[SOURCE DATA Boundary: Start]

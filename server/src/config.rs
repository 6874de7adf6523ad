//! Gameplay constants. The run duration is the one tunable that varies between dev loops and
//! real games, so it's a CLI flag instead.

use geom::{Distance, GPSBounds, MultiPolygon, Polygon};
use rand::Rng;

/// A hiding zone is a circle of this radius around a rail-reachable center.
pub fn hiding_zone_radius() -> Distance {
    Distance::meters(500.0)
}

/// Rail routes passing within this distance of the seeker count as "close".
pub fn close_route_threshold() -> Distance {
    Distance::meters(300.0)
}

/// The side length of the exclusion box a thermometer answer shades.
pub fn thermometer_box() -> Distance {
    Distance::kilometers(30.0)
}

/// The fixed rectangle comfortably containing the play area, used as the universe polygon in
/// complement operations.
pub fn universe() -> GPSBounds {
    GPSBounds::from_corners(12.0, 51.0, 15.0, 53.0)
}

pub fn universe_polygon() -> MultiPolygon {
    MultiPolygon::from(Polygon::from_ring(universe().to_ring()))
}

pub const LOBBY_CODE_LEN: usize = 6;
pub const LOBBY_CODE_CHARSET: &str = "ABCDEFGHIJKLMNOPQRSTUVWXYZ123456789";
pub const SALT_CHARSET: &str = "0123456789abcdef";

pub fn random_string(len: usize, charset: &str) -> String {
    let chars: Vec<char> = charset.chars().collect();
    let mut rng = rand::thread_rng();
    (0..len).map(|_| chars[rng.gen_range(0..chars.len())]).collect()
}

#[cfg(test)]
mod tests {
    use super::*;

    #[test]
    fn random_strings_use_the_charset() {
        let code = random_string(LOBBY_CODE_LEN, LOBBY_CODE_CHARSET);
        assert_eq!(code.len(), LOBBY_CODE_LEN);
        assert!(code.chars().all(|c| LOBBY_CODE_CHARSET.contains(c)));
    }
}
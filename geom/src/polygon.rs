use geo::BooleanOps;
use serde::{Deserialize, Serialize};

use crate::{conversions, LonLat, Ring};

/// One exterior ring plus zero or more holes, wound GeoJSON-style: exterior counter-clockwise,
/// holes clockwise.
#[derive(Clone, Debug, PartialEq, Serialize, Deserialize)]
pub struct Polygon {
    rings: Vec<Ring>,
}

impl Polygon {
    pub fn from_ring(ring: Ring) -> Polygon {
        Polygon {
            rings: vec![ring.as_outer()],
        }
    }

    pub fn with_holes(exterior: Ring, holes: Vec<Ring>) -> Polygon {
        let mut rings = vec![exterior.as_outer()];
        rings.extend(holes.into_iter().map(|r| r.as_hole()));
        Polygon { rings }
    }

    pub fn exterior(&self) -> &Ring {
        &self.rings[0]
    }

    pub fn holes(&self) -> &[Ring] {
        &self.rings[1..]
    }

    pub fn rings(&self) -> &Vec<Ring> {
        &self.rings
    }

    /// Planar even-odd containment over all rings: inside the exterior and not swallowed by a
    /// hole.
    pub fn contains_pt(&self, pt: LonLat) -> bool {
        self.rings.iter().filter(|r| r.contains_pt(pt)).count() % 2 == 1
    }
}

/// Zero or more polygons treated as one region.
#[derive(Clone, Debug, PartialEq, Serialize, Deserialize)]
pub struct MultiPolygon(pub Vec<Polygon>);

impl MultiPolygon {
    pub fn empty() -> MultiPolygon {
        MultiPolygon(Vec::new())
    }

    pub fn polygons(&self) -> &Vec<Polygon> {
        &self.0
    }

    pub fn contains_pt(&self, pt: LonLat) -> bool {
        self.0.iter().any(|p| p.contains_pt(pt))
    }

    pub fn union(&self, other: &MultiPolygon) -> MultiPolygon {
        conversions::from_geo(conversions::to_geo(self).union(&conversions::to_geo(other)))
    }

    pub fn difference(&self, other: &MultiPolygon) -> MultiPolygon {
        conversions::from_geo(conversions::to_geo(self).difference(&conversions::to_geo(other)))
    }
}

impl From<Polygon> for MultiPolygon {
    fn from(polygon: Polygon) -> MultiPolygon {
        MultiPolygon(vec![polygon])
    }
}

/// Dissolves a pile of possibly overlapping polygons into one region, merging pairwise to keep
/// the intermediate results small.
pub fn union_all(list: Vec<Polygon>) -> MultiPolygon {
    let mut layers: Vec<MultiPolygon> = list.into_iter().map(MultiPolygon::from).collect();
    if layers.is_empty() {
        return MultiPolygon::empty();
    }
    while layers.len() > 1 {
        let mut merged = Vec::new();
        for pair in layers.chunks(2) {
            if pair.len() == 2 {
                merged.push(pair[0].union(&pair[1]));
            } else {
                merged.push(pair[0].clone());
            }
        }
        layers = merged;
    }
    layers.pop().unwrap()
}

[SOURCE DATA Boundary: End]

### WHAT TO DO
Set down, word for word and with no other lines, the listing from the line marked by "if pair.len() == 2" through its final line.

### REPLY
            if pair.len() == 2 {
                merged.push(pair[0].union(&pair[1]));
            } else {
                merged.push(pair[0].clone());
            }
        }
        layers = merged;
    }
    layers.pop().unwrap()
}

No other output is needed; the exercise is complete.